Count the lines in the data below holding the string "schemas" and write the total by itself.

==== Material for the task

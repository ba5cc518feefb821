use colored::Colorize;
use std::fs;
use std::io;
use std::path::{Path, PathBuf};
use thiserror::Error;

use crate::libs::utilities::misc_utils::expand_tilde;
use crate::schemas::settings::Settings;
use crate::{log_debug, log_info};

/// Location used when `--config` is not given.
pub const DEFAULT_CONFIG_PATH: &str = "~/.setup-devkit/config.yaml";

#[derive(Debug, Error)]
pub enum ConfigError {
    #[error("could not read {path}: {source}")]
    Read {
        path: String,
        #[source]
        source: io::Error,
    },
    #[error("invalid configuration in {path}: {source}")]
    Parse {
        path: String,
        #[source]
        source: serde_yaml::Error,
    },
}

/// Resolves the config file location, expanding a leading `~`.
pub fn resolve_config_path(config: Option<&str>) -> PathBuf {
    expand_tilde(config.unwrap_or(DEFAULT_CONFIG_PATH))
}

/// Loads `Settings` from `config` (or the default location).
///
/// A file that does not exist is not an error: the built-in defaults are used.
/// A file that exists but cannot be read or parsed is, since silently ignoring
/// a user's overrides would install the wrong thing.
pub fn load_settings(config: Option<&str>) -> Result<Settings, ConfigError> {
    let path = resolve_config_path(config);
    log_debug!("[Devkit::Config] Loading configuration from {}", path.display());

    if !path.exists() {
        log_info!(
            "[Devkit::Config] No configuration at {}. Using built-in defaults.",
            path.display().to_string().yellow()
        );
        return Ok(Settings::default());
    }

    let settings = parse_settings_file(&path)?;
    log_debug!(
        "[Devkit::Config] Loaded configuration from {} ({} tool override(s))",
        path.display().to_string().green(),
        settings.tools.len()
    );
    Ok(settings)
}

fn parse_settings_file(path: &Path) -> Result<Settings, ConfigError> {
    let contents = fs::read_to_string(path).map_err(|source| ConfigError::Read {
        path: path.display().to_string(),
        source,
    })?;
    // An empty file deserializes to `null`, which we treat like an empty mapping.
    if contents.trim().is_empty() {
        return Ok(Settings::default());
    }
    serde_yaml::from_str(&contents).map_err(|source| ConfigError::Parse {
        path: path.display().to_string(),
        source,
    })
}

#[cfg(test)]
mod tests {
    use super::*;
    use crate::schemas::settings::Strategy;
    use crate::schemas::tools::{InstallMethod, ToolId};

    fn write_config(contents: &str) -> (tempfile::TempDir, String) {
        let dir = tempfile::tempdir().unwrap();
        let path = dir.path().join("config.yaml");
        fs::write(&path, contents).unwrap();
        let path = path.display().to_string();
        (dir, path)
    }

    #[test]
    fn missing_file_yields_defaults() {
        let dir = tempfile::tempdir().unwrap();
        let path = dir.path().join("absent.yaml").display().to_string();
        assert_eq!(load_settings(Some(&path)).unwrap(), Settings::default());
    }

    #[test]
    fn partial_overrides_keep_remaining_defaults() {
        let (_dir, path) = write_config(
            "strategy: concurrent\n\
             fetch_retries: 5\n\
             tools:\n  \
               jdk:\n    \
                 url: https://mirror.example/jdk.tar.gz\n    \
                 artifact_name: jdk.tar.gz\n    \
                 install_dir: jdk\n    \
                 method:\n      \
                   kind: archive\n    \
                 root_pattern: \"jdk*\"\n    \
                 markers: [bin/java]\n    \
                 path_entries: [bin]\n",
        );
        let settings = load_settings(Some(&path)).unwrap();

        assert_eq!(settings.strategy, Strategy::Concurrent);
        assert_eq!(settings.fetch_retries, 5);
        assert_eq!(settings.fetch_timeout_secs, 300);
        assert_eq!(settings.poll_interval_ms, 200);
        assert_eq!(settings.install_root, "~/.setup-devkit/tools");

        let jdk = &settings.tools[&ToolId::Jdk];
        assert_eq!(jdk.method, InstallMethod::Archive);
        assert_eq!(jdk.root_pattern.as_deref(), Some("jdk*"));
        assert_eq!(jdk.sha256, None);
        assert!(jdk.prerequisite.is_none());
    }

    #[test]
    fn installer_method_arguments_are_parsed() {
        let (_dir, path) = write_config(
            "tools:\n  \
               editor:\n    \
                 url: https://mirror.example/code.exe\n    \
                 artifact_name: code.exe\n    \
                 install_dir: vscode\n    \
                 method:\n      \
                   kind: installer\n      \
                   args: [\"/VERYSILENT\", \"/DIR={install_dir}\"]\n    \
                 markers: [Code.exe]\n",
        );
        let settings = load_settings(Some(&path)).unwrap();
        assert_eq!(
            settings.tools[&ToolId::Editor].method,
            InstallMethod::Installer {
                args: vec!["/VERYSILENT".into(), "/DIR={install_dir}".into()]
            }
        );
    }

    #[test]
    fn empty_file_yields_defaults() {
        let (_dir, path) = write_config("   \n");
        assert_eq!(load_settings(Some(&path)).unwrap(), Settings::default());
    }

    #[test]
    fn malformed_yaml_is_fatal() {
        let (_dir, path) = write_config("strategy: [not, a, strategy\n");
        assert!(matches!(load_settings(Some(&path)), Err(ConfigError::Parse { .. })));
    }

    #[test]
    fn unknown_tool_key_is_rejected() {
        let (_dir, path) = write_config("tools:\n  fortran: {}\n");
        assert!(matches!(load_settings(Some(&path)), Err(ConfigError::Parse { .. })));
    }
}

========

Result:
3